PyNLP Lib is an open source Python NLP library that provides functionality for both web and local development
Project description
PyNLP Lib (or PyNLPL, pronounced "pineapple")
PyNLP Lib is an open source Python Natural Language Processing library that provides functionality for both web and local development. It offers a wide range of functionality from text analysis to audio transcription to (planned) language generation. Also called "PyNLPL" (actually this was taken too), "PyNLP-L", "PyNLP-Lib", "PyNLPLib" (the official package name), or "PyNLP Library". This package would have been named PyNLP if that name wasn't taken by a third party wrapper library for Stanford NLP.
IF YOU ARE LOOKING FOR THE STANFORD NLP PACKAGE GO TO THE OFFICIAL STANFORD NLP PYTHON PACKAGE - Stanza.
PyNLP Lib README Navigation
- PyNLP Library Installation
- Usage for PyNLPL
- External Docs for PyNLP-Lib Tooling
- PyNLP-Lib Functionality
- PyNLP-L module breakdown
- PyNLP Lib Online/Web API Backends
- Local Backends for PyNLPL
- Roadmap for PyNLP Lib Development
- Timeline for PyNLP Lib so far
- Contribution Guidelines
- How to Test Locally
PyNLP Library Installation
PyNLP-Lib can be installed from pip with the line
pip install pynlp-lib
PyNLP-L Usage
EVEN THOUGH WE INSTALL PYNLP-LIB, WE MUST import pynlpl
! DASHES ARE FORBIDDEN IN IMPORTS
The following code snippets assume you are using a .env
file with your API keys for these online backends stored there under the shown keynames. (Deepgram key stored under deepgram_key
, The Text API key stored under textapi_key
)
Transcribing an Audio File on the Web with Deepgram:
from pynlpl.web import audio
from dotenv import load_dotenv
import os, asyncio, json
load_dotenv()
deepgram = audio.Deepgram(os.getenv("deepgram_key"))
async def main():
# Initializes the Deepgram SDK
# Open the audio file of https://www.youtube.com/watch?v=sQuFl0PSoXo
# download with youtube_dl script, found on
# github here: https://gist.github.com/ytang07/9b8317f268ffcf97cd47950aa7f94282
with open("./tests/Watch a professional software engineer live code a web scraper.mp3", 'rb') as audio:
# ...or replace mimetype as appropriate
source = {'buffer': audio, 'mimetype': 'audio/mp3'}
response = await deepgram.transcription.prerecorded(source, {'punctuate': True})

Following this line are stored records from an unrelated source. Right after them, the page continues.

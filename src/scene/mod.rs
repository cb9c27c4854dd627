//! Scene graphs: the catalog of preset environments and how a request picks one.

pub mod graph;
pub mod library;

use crate::scene::graph::SceneGraph;

/// Background requested for the try-on.
#[derive(Clone, Debug, Default, PartialEq, Eq, serde::Serialize, serde::Deserialize)]
#[serde(rename_all = "snake_case", tag = "kind", content = "value")]
pub enum SceneChoice {
    /// Keep the environment of the person photo.
    #[default]
    Original,
    /// Catalog scene id.
    Preset(String),
    /// Caller-written description of the environment.
    Freeform(String),
}

impl SceneChoice {
    /// Interpret a raw CLI/API value: a known catalog id becomes a preset, anything else
    /// non-empty is a freeform description.
    pub fn from_user_input(raw: Option<&str>) -> Self {
        match raw.map(str::trim) {
            None | Some("") => Self::Original,
            Some(s) if library::lookup(s).is_some() => Self::Preset(s.to_string()),
            Some(s) => Self::Freeform(s.to_string()),
        }
    }

    pub fn resolve(&self) -> ResolvedScene {
        match self {
            Self::Original => ResolvedScene::Original,
            Self::Preset(id) => match library::lookup(id) {
                Some(scene) => ResolvedScene::Preset(scene),
                None => {
                    tracing::warn!(scene = %id, "unknown scene preset, keeping original scene");
                    ResolvedScene::Original
                }
            },
            Self::Freeform(text) if text.trim().is_empty() => ResolvedScene::Original,
            Self::Freeform(text) => ResolvedScene::Freeform(text.trim().to_string()),
        }
    }
}

#[derive(Clone, Debug, PartialEq, Eq)]
pub enum ResolvedScene {
    Original,
    Preset(&'static SceneGraph),
    Freeform(String),
}

impl ResolvedScene {
    pub fn label(&self) -> String {
        match self {
            Self::Original => "original".to_string(),
            Self::Preset(s) => format!("{}@v{}", s.id, s.version),
            Self::Freeform(_) => "freeform".to_string(),
        }
    }
}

print(json.dumps(response, indent=4))
asyncio.run(main())
Online Text Analysis with The Text API:
from pynlpl.web import text
from dotenv import load_dotenv
import os
load_dotenv()
text_API = text.TheTextAPI(os.getenv("textapi_key"))
test_text = """The Text API is a comprehensive text processing and sentiment analysis API created by Yujian Tang. PyNLP-Lib or PyNLPL is an open source NLP library for Python. PyNLP-L aims to coalesce many different NLP backend tools and offer a high level API to use them. This test example shows how we can use the online text processing capabilities of PyNLP-L."""
def summarize_test():
res = text_API.summarize(text=test_text)
assert "most positive sentences" in res
def most_common_phrases_test():
res = text_API.most_common_phrases(text=test_text)
assert "most common phrases" in res
def least_common_phrases_test():
res = text_API.least_common_phrases(text=test_text)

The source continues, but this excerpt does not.